Höher als zuvor erwartet fällt dem neuen Gutachten zufolge hingegen die Inflation aus: Die Teuerung der Verbraucherpreise werde in diesem Jahr voraussichtlich 3,0 Prozent erreichen, erklärte der Sachverständigenrat - das wären 0,9 Prozentpunkte mehr als noch im Herbst 2025 prognostiziert. Die hohen Energiekosten belasten demnach auch die Unternehmen, "was die ohnehin rückläufige Industrieproduktion weiter verringert und die private Investitionstätigkeit hemmt".
Zugleich hoben die Wirtschaftsweisen hervor, dass die weiteren Wachstumsaussichten durch die Alterung der Bevölkerung und steigende Beitragssätze für die Sozialversicherung gedämpft werden. "Die Beitragssätze werden wegen der fortschreitenden demografischen Alterung bis zum Jahr 2040 in allen Sozialversicherungen ansteigen", erklärte der Sachverständigenrat.
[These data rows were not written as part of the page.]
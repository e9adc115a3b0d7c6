//! Cache façade.

use std::sync::Arc;
use std::sync::atomic::{AtomicU64, Ordering};
use std::time::Duration;

use streamcache_core::{CacheError, Mutation, NewOrder, Order, OrderId, Result};
use streamcache_log::{Cursor, DynChangeLog};
use tracing::{debug, info};

use crate::backend::DynSystemOfRecord;
use crate::config::CacheConfig;
use crate::metrics;
use crate::publisher::Publisher;
use crate::store::{LocalStore, Lookup};
use crate::subscriber::{Subscriber, SubscriberHandle};

/// Cache statistics.
#[derive(Debug, Clone, Copy, Default, PartialEq, Eq)]
pub struct CacheStats {
    /// Orders currently held in the local store.
    pub entries: usize,
    /// Log records applied by the subscriber.
    pub applied: u64,
    /// Log records skipped as undecodable.
    pub skipped: u64,
    /// Failed change log reads.
    pub read_errors: u64,
    /// `get` calls answered from the local store.
    pub hits: u64,
    /// `get` calls that went to the system of record.
    pub misses: u64,
    /// Misses that populated the local store.
    pub fills: u64,
}

/// Replicated write-through order cache.
///
/// Writes are published to the shared change log and reach the local store
/// only when this instance's subscriber reads them back, so every replica
/// applies writes in the same order. Reads are served from the local store
/// and fall back to the system of record on a miss.
///
/// A `save` followed immediately by a `get` on the same instance may miss
/// until the record round-trips through the log. Use
/// [`sync_to`](Self::sync_to) with the returned position, or
/// [`catch_up`](Self::catch_up), when read-your-writes is needed.
///
/// # Example
///
/// ```ignore
/// let cache = OrderCache::start(log, system_of_record, CacheConfig::default()).await?;
/// let id = cache.save(NewOrder::new("widget", 10, false)).await?;
/// cache.catch_up(Duration::from_secs(1)).await?;
/// let order = cache.get(&id).await?;
/// ```
pub struct OrderCache {
    store: Arc<LocalStore>,
    publisher: Publisher,
    log: DynChangeLog,
    system_of_record: DynSystemOfRecord,
    subscriber: SubscriberHandle,
    hits: AtomicU64,
    misses: AtomicU64,
    fills: AtomicU64,
}

impl OrderCache {
    /// Build the cache and spawn its subscriber.
    ///
    /// The start position is resolved against the log before this returns,
    /// so every record appended afterwards, including this instance's own
    /// writes, is applied. Fails with `LogUnavailable` if the log cannot
    /// answer. The subscriber stops when the cache is shut down or dropped.
    pub async fn start(
        log: DynChangeLog,
        system_of_record: DynSystemOfRecord,
        config: CacheConfig,
    ) -> Result<Self> {
        let store = Arc::new(LocalStore::new());
        let subscriber = Subscriber::new(log.clone(), store.clone(), &config)
            .start()
            .await?;
        let publisher = Publisher::new(log.clone(), config.publish_retry);

        info!(
            start_from = %config.start_from,
            position = %subscriber.position(),
            publish_attempts = config.publish_retry.effective_attempts(),
            "Order cache started"
        );

        Ok(Self {
            store,
            publisher,
            log,
            system_of_record,
            subscriber,
            hits: AtomicU64::new(0),
            misses: AtomicU64::new(0),
            fills: AtomicU64::new(0),
        })
    }

    /// Assign a fresh id and publish a `save`. Returns the id.
    ///
    /// Does not wait for the subscriber to apply the record.
    pub async fn save(&self, order: NewOrder) -> Result<OrderId> {
        let (id, _) = self.save_at(order).await?;
        Ok(id)
    }

    /// Like [`save`](Self::save), also returning the log position of the
    /// record for use with [`sync_to`](Self::sync_to).
    pub async fn save_at(&self, order: NewOrder) -> Result<(OrderId, Cursor)> {
        let id = OrderId::generate();
        let position = self
            .publisher
            .publish(&Mutation::Save(order.with_id(id.clone())))
            .await?;
        Ok((id, position))
    }

    /// Look up an order, falling back to the system of record on a miss.
    ///
    /// A fetched order is filled into the local store directly, never through
    /// the log. The fill is skipped if the subscriber wrote the same id while
    /// the system of record was being queried.
    pub async fn get(&self, id: &OrderId) -> Result<Order> {
        let ticket = match self.store.lookup(id) {
            Lookup::Hit(order) => {
                self.hits.fetch_add(1, Ordering::Relaxed);
                metrics::record_cache_hit();
                return Ok(order);
            }
            Lookup::Miss(ticket) => ticket,
        };

        self.misses.fetch_add(1, Ordering::Relaxed);
        metrics::record_cache_miss();
        debug!(order_id = %id, "Local store miss, fetching from system of record");

        let Some(order) = self.system_of_record.fetch(id).await? else {
            return Err(CacheError::not_found(id.as_str()));
        };

        let (order, stored) = ticket.fill(order);
        if stored {
            self.fills.fetch_add(1, Ordering::Relaxed);
            metrics::set_local_entries(self.store.len());
        } else {
            debug!(order_id = %id, "Change log wrote the order during the fetch, not filling");
        }
        Ok(order)
    }

    /// Publish an `update` carrying the full order.
    pub async fn update(&self, order: Order) -> Result<Cursor> {
        self.publisher.publish(&Mutation::Update(order)).await
    }

    /// Publish a `delete`.
    pub async fn delete(&self, id: &OrderId) -> Result<Cursor> {
        self.publisher.publish(&Mutation::Delete(id.clone())).await
    }

    /// Wait until the subscriber has processed the log up to `position`.
    ///
    /// Returns `false` if that did not happen within `timeout`.
    pub async fn sync_to(&self, position: &Cursor, timeout: Duration) -> bool {
        self.subscriber.wait_for(*position, timeout).await
    }

    /// Wait until the subscriber has processed everything currently in the
    /// log.
    pub async fn catch_up(&self, timeout: Duration) -> Result<bool> {
        let tail = self.log.tail().await?;
        Ok(self.sync_to(&tail, timeout).await)
    }

    /// Position of the last record the subscriber processed.
    pub fn position(&self) -> Cursor {
        self.subscriber.position()
    }

    pub fn stats(&self) -> CacheStats {
        let subscriber = self.subscriber.stats();
        CacheStats {
            entries: self.store.len(),
            applied: subscriber.applied(),
            skipped: subscriber.skipped(),
            read_errors: subscriber.read_errors(),
            hits: self.hits.load(Ordering::Relaxed),
            misses: self.misses.load(Ordering::Relaxed),
            fills: self.fills.load(Ordering::Relaxed),
        }
    }

    /// Every order currently in the local store, sorted by id.
    pub fn snapshot(&self) -> Vec<Order> {
        self.store.snapshot()
    }

    pub fn is_running(&self) -> bool {
        self.subscriber.is_running()
    }

    /// Stop the subscriber and wait for it to exit.
    pub async fn shutdown(&self) {
        self.subscriber.shutdown().await;
        info!(position = %self.position(), "Order cache stopped");
    }
}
Mit dem Anstieg der Beitragssätze sinke auch das Nettoeinkommen der privaten Haushalte und deren Konsum gehe zurück. Zudem müssten jüngere Geburtsjahrgänge über ihr Erwerbsleben hinweg einen "deutlich höheren Anteil ihres Lebenserwerbseinkommens für Sozialversicherungsbeiträge aufwenden" als frühere Jahrgänge.
"Der absehbare Anstieg der Ausgaben in den Sozialversicherungen sollte verlangsamt werden", erklärte die Sachverständigenratsvorsitzende Monika Schnitzer. Gleichzeitig gelte es, "die Einnahmenbasis und das Leistungsniveau der Sozialversicherungen zu stabilisieren". Nötig ist nach Auffassung der Wirtschaftsweisen unter anderem, den Ausgabenanstieg "vor allem in der Krankenhausversorgung und für Arzneimittel" zu dämpfen. Gleichzeitig solle die Gesundheitsprävention gestärkt und die Pflegeversicherung müsse "generationengerecht" finanziert werden.